Support Pydantic Serialization for CloudPath
CloudPath's are supported in Pydantic BaseModel's but when you try to serialize them I get a PydanticSerializationError: Unable to serialize unknown type.
I think it would be an easy fix to add. Note that Path serialization is supported.
Reproducible code snippet:
from pydantic import BaseModel
from cloudpathlib import CloudPath
class SomeModel(BaseModel):
field_a: CloudPath
SomeModel(field_a="s3://bucket/key").model_dump_json()
Fix required, in the below function add a serialization parameter to no_info_after_validator_function:
https://github.com/drivendataorg/cloudpathlib/blob/28f1d943078517262d045ae50136edf27a5298a1/cloudpathlib/cloudpath.py#L1587-L1598
i.e.
return core_schema.no_info_after_validator_function(
cls.validate,
core_schema.any_schema(),
serialization=core_schema.plain_serializer_function_ser_schema(
lambda x: str(x),
return_schema=core_schema.str_schema(),
),
)
Easy workaround for now is to add a PlainSerializer:
from pydantic import PlainSerializer, BaseModel
from cloudpathlib import CloudPath
from typing import Annotated
class SomeModel(BaseModel):
field_a: Annotated[CloudPath, PlainSerializer(lambda x: str(x))]
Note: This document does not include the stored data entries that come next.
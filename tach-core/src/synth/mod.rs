//! Tach waveform synthesis.
//!
//! A synthesized tach signal is a train of bursts. Each burst drives the tach
//! pin with `pulses` cycles of a fixed carrier and then holds the line low for
//! `tail_us`. The burst parameters come from [`BurstTable::interpolate`] using
//! the duty commanded at the moment the burst starts. Phases are timed by a
//! one-shot timer whose interrupt calls [`BurstSynthesizer::on_timeout`].

mod table;

pub use table::{BurstPoint, BurstTable, BurstTarget, DEFAULT_BURST_TABLE};

use crate::config::SynthConfig;
use crate::irq::IrqLine;
use crate::pin::{PinArbiter, PinRole, TachPin};

/// PWM timer generating the carrier on the tach pin.
pub trait CarrierTimer {
    /// Sets the carrier period and compare value, in timer ticks. Leaves the
    /// output disabled.
    fn configure(&mut self, period: u32, compare: u32);
    fn enable(&mut self);
    fn disable(&mut self);
}

/// One-shot timer sequencing the burst phases. Its interrupt line is masked
/// and unmasked through [`IrqLine`].
pub trait OneShotTimer: IrqLine {
    /// Puts the timer in one-pulse mode, stopped.
    fn configure_one_shot(&mut self);

    /// Starts a single countdown that expires after `cycles` core cycles.
    fn arm(&mut self, cycles: u32);

    /// Stops the countdown and drops any pending expiry.
    fn disarm(&mut self);

    /// Clears the expiry flag from inside the interrupt handler.
    fn acknowledge(&mut self);
}

/// Synthesizer phase.
#[derive(Copy, Clone, Debug, Default, Eq, PartialEq)]
pub enum BurstState {
    #[default]
    Idle,
    /// Carrier running for `target.pulses` cycles.
    Pulses(BurstTarget),
    /// Line held low for `target.tail_us`.
    Tail(BurstTarget),
}

impl BurstState {
    #[must_use]
    pub const fn label(self) -> &'static str {
        match self {
            BurstState::Idle => "IDLE",
            BurstState::Pulses(_) => "PULSES",
            BurstState::Tail(_) => "TAIL",
        }
    }

    /// Target of the burst in progress, if any.
    #[must_use]
    pub const fn target(self) -> Option<BurstTarget> {
        match self {
            BurstState::Idle => None,
            BurstState::Pulses(target) | BurstState::Tail(target) => Some(target),
        }
    }
}

/// Hardware work implied by a phase transition.
#[derive(Copy, Clone, Debug, Eq, PartialEq)]
pub enum PhaseAction {
    /// Route the carrier to the pin, start it and arm the scheduler.
    StartPulses { arm_cycles: u32 },
    /// Stop the carrier, hold the pin low and arm the scheduler.
    StartTail { arm_cycles: u32 },
    /// Nothing to do.
    Hold,
}

#[derive(Copy, Clone, Debug, Eq, PartialEq)]
pub struct PhaseStep {
    pub next: BurstState,
    pub action: PhaseAction,
}

/// Cycle arithmetic for one core clock and carrier.
#[derive(Copy, Clone, Debug, Eq, PartialEq)]
pub struct BurstTiming {
    clock_hz: u32,
    carrier_period: u32,
}

impl BurstTiming {
    #[must_use]
    pub const fn new(clock_hz: u32, config: &SynthConfig) -> Self {
        let period = if config.carrier_hz == 0 {
            config.min_carrier_period
        } else {
            clock_hz / config.carrier_hz
        };
        let carrier_period = if period < config.min_carrier_period {
            config.min_carrier_period
        } else {
            period
        };
        Self {
            clock_hz,
            carrier_period,
        }
    }

    #[must_use]
    pub const fn clock_hz(&self) -> u32 {
        self.clock_hz
    }

    /// Carrier period in timer ticks.
    #[must_use]
    pub const fn carrier_period(&self) -> u32 {
        self.carrier_period
    }

    /// 50 % compare value.
    #[must_use]
    pub const fn carrier_compare(&self) -> u32 {
        self.carrier_period / 2
    }

    /// Scheduler cycles covering `pulses` carrier periods.
    #[must_use]
    pub const fn pulse_cycles(&self, pulses: u32) -> u32 {
        clamp_cycles(pulses as u64 * self.carrier_period as u64)
    }

    /// Scheduler cycles covering `tail_us` microseconds.
    #[must_use]
    pub const fn tail_cycles(&self, tail_us: u32) -> u32 {
        clamp_cycles(self.clock_hz as u64 * tail_us as u64 / 1_000_000)
    }
}

#[allow(clippy::cast_possible_truncation)]
const fn clamp_cycles(cycles: u64) -> u32 {
    if cycles == 0 {
        1
    } else if cycles > u32::MAX as u64 {
        u32::MAX
    } else {
        cycles as u32
    }
}

/// Pure transition function of the burst state machine, evaluated on every
/// scheduler expiry.
///
/// `duty` is only consulted when a new burst starts.
#[must_use]
pub fn next_phase(
    state: BurstState,
    duty: u8,
    table: &BurstTable,
    timing: &BurstTiming,
) -> PhaseStep {
    match state {
        BurstState::Idle => PhaseStep {
            next: BurstState::Idle,
            action: PhaseAction::Hold,
        },
        BurstState::Pulses(target) => PhaseStep {
            next: BurstState::Tail(target),
            action: PhaseAction::StartTail {
                arm_cycles: timing.tail_cycles(target.tail_us),
            },
        },
        BurstState::Tail(_) => {
            let target = table.interpolate(duty);
            PhaseStep {
                next: BurstState::Pulses(target),
                action: PhaseAction::StartPulses {
                    arm_cycles: timing.pulse_cycles(target.pulses),
                },
            }
        }
    }
}

/// Target loaded on enable so the first expiry starts a real burst almost
/// immediately.
const PRIMING_TAIL: BurstTarget = BurstTarget {
    pulses: 0,
    tail_us: 1,
};

/// Burst synthesizer driving the tach pin from the scheduler interrupt.
pub struct BurstSynthesizer<C, S> {
    carrier: C,
    scheduler: S,
    config: SynthConfig,
    table: BurstTable,
    timing: BurstTiming,
    state: BurstState,
    enabled: bool,
    bursts_started: u32,
}

impl<C: CarrierTimer, S: OneShotTimer> BurstSynthesizer<C, S> {
    #[must_use]
    pub fn new(carrier: C, scheduler: S, config: SynthConfig, table: BurstTable) -> Self {
        Self {
            carrier,
            scheduler,
            config,
            timing: BurstTiming::new(0, &config),
            table,
            state: BurstState::Idle,
            enabled: false,
            bursts_started: 0,
        }
    }

    /// Configures the carrier (disabled) and the scheduler (stopped, interrupt
    /// masked) for a core clocked at `clock_hz`.
    pub fn init(&mut self, clock_hz: u32) {
        self.timing = BurstTiming::new(clock_hz, &self.config);

        self.scheduler.mask();
        self.scheduler.disarm();
        self.scheduler.configure_one_shot();

        self.carrier.configure(
            self.timing.carrier_period(),
            self.timing.carrier_compare(),
        );
        self.carrier.disable();

        self.state = BurstState::Idle;
        self.enabled = false;
    }

    /// Starts or stops synthesis. Redundant calls do nothing.
    ///
    /// Stopping masks and disarms the scheduler before anything else, then
    /// stops the carrier, drives the pin low and hands it back to capture.
    pub fn set_enabled<P: TachPin, E: IrqLine>(
        &mut self,
        enabled: bool,
        arbiter: &mut PinArbiter<'_, P, E>,
    ) {
        if enabled == self.enabled {
            return;
        }

        self.scheduler.mask();
        self.scheduler.disarm();

        if enabled {
            arbiter.assign(PinRole::Synth);
            self.state = BurstState::Tail(PRIMING_TAIL);
            self.enabled = true;
            self.scheduler.unmask();
            self.scheduler.arm(1);
        } else {
            self.enabled = false;
            self.state = BurstState::Idle;
            self.carrier.disable();
            if let Some(pin) = arbiter.pin_for(PinRole::Synth) {
                pin.drive_low();
            }
            arbiter.assign(PinRole::Capture);
        }
    }

    #[must_use]
    pub fn is_enabled(&self) -> bool {
        self.enabled
    }

    #[must_use]
    pub fn state(&self) -> BurstState {
        self.state
    }

    /// Bursts started since boot, wrapping.
    #[must_use]
    pub fn bursts_started(&self) -> u32 {
        self.bursts_started
    }

    /// Scheduler interrupt body.
    pub fn on_timeout<P: TachPin, E: IrqLine>(
        &mut self,
        duty: u8,
        arbiter: &mut PinArbiter<'_, P, E>,
    ) {
        self.scheduler.acknowledge();
        if !self.enabled {
            return;
        }

        let step = next_phase(self.state, duty, &self.table, &self.timing);
        self.state = step.next;

        match step.action {
            PhaseAction::StartPulses { arm_cycles } => {
                if let Some(pin) = arbiter.pin_for(PinRole::Synth) {
                    pin.into_carrier_output();
                }
                self.carrier.enable();
                self.scheduler.arm(arm_cycles);
                self.bursts_started = self.bursts_started.wrapping_add(1);
            }
            PhaseAction::StartTail { arm_cycles } => {
                self.carrier.disable();
                if let Some(pin) = arbiter.pin_for(PinRole::Synth) {
                    pin.drive_low();
                }
                self.scheduler.arm(arm_cycles);
            }
            PhaseAction::Hold => {}
        }
    }
}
SomeModel(field_a="s3://bucket/key").model_dump_json()
Let me know if you agree with adding this. Only just started using the library but I think it's a pretty easy fix so can probably help contribute.
That seems reasonable, thanks @mattijsdp.
One question: will library users still be able to override the str serialization if they want? For example, they may prefer getting the http url or a presigned url at serialization time rather than the string representation. If so, let's add an example to the docs with that as well.
@pjbull yes, you can customise serialization. I added an example to the docs. Let me know what you think.
Thanks @mattijsdp! This will be in the next release.
Thank you!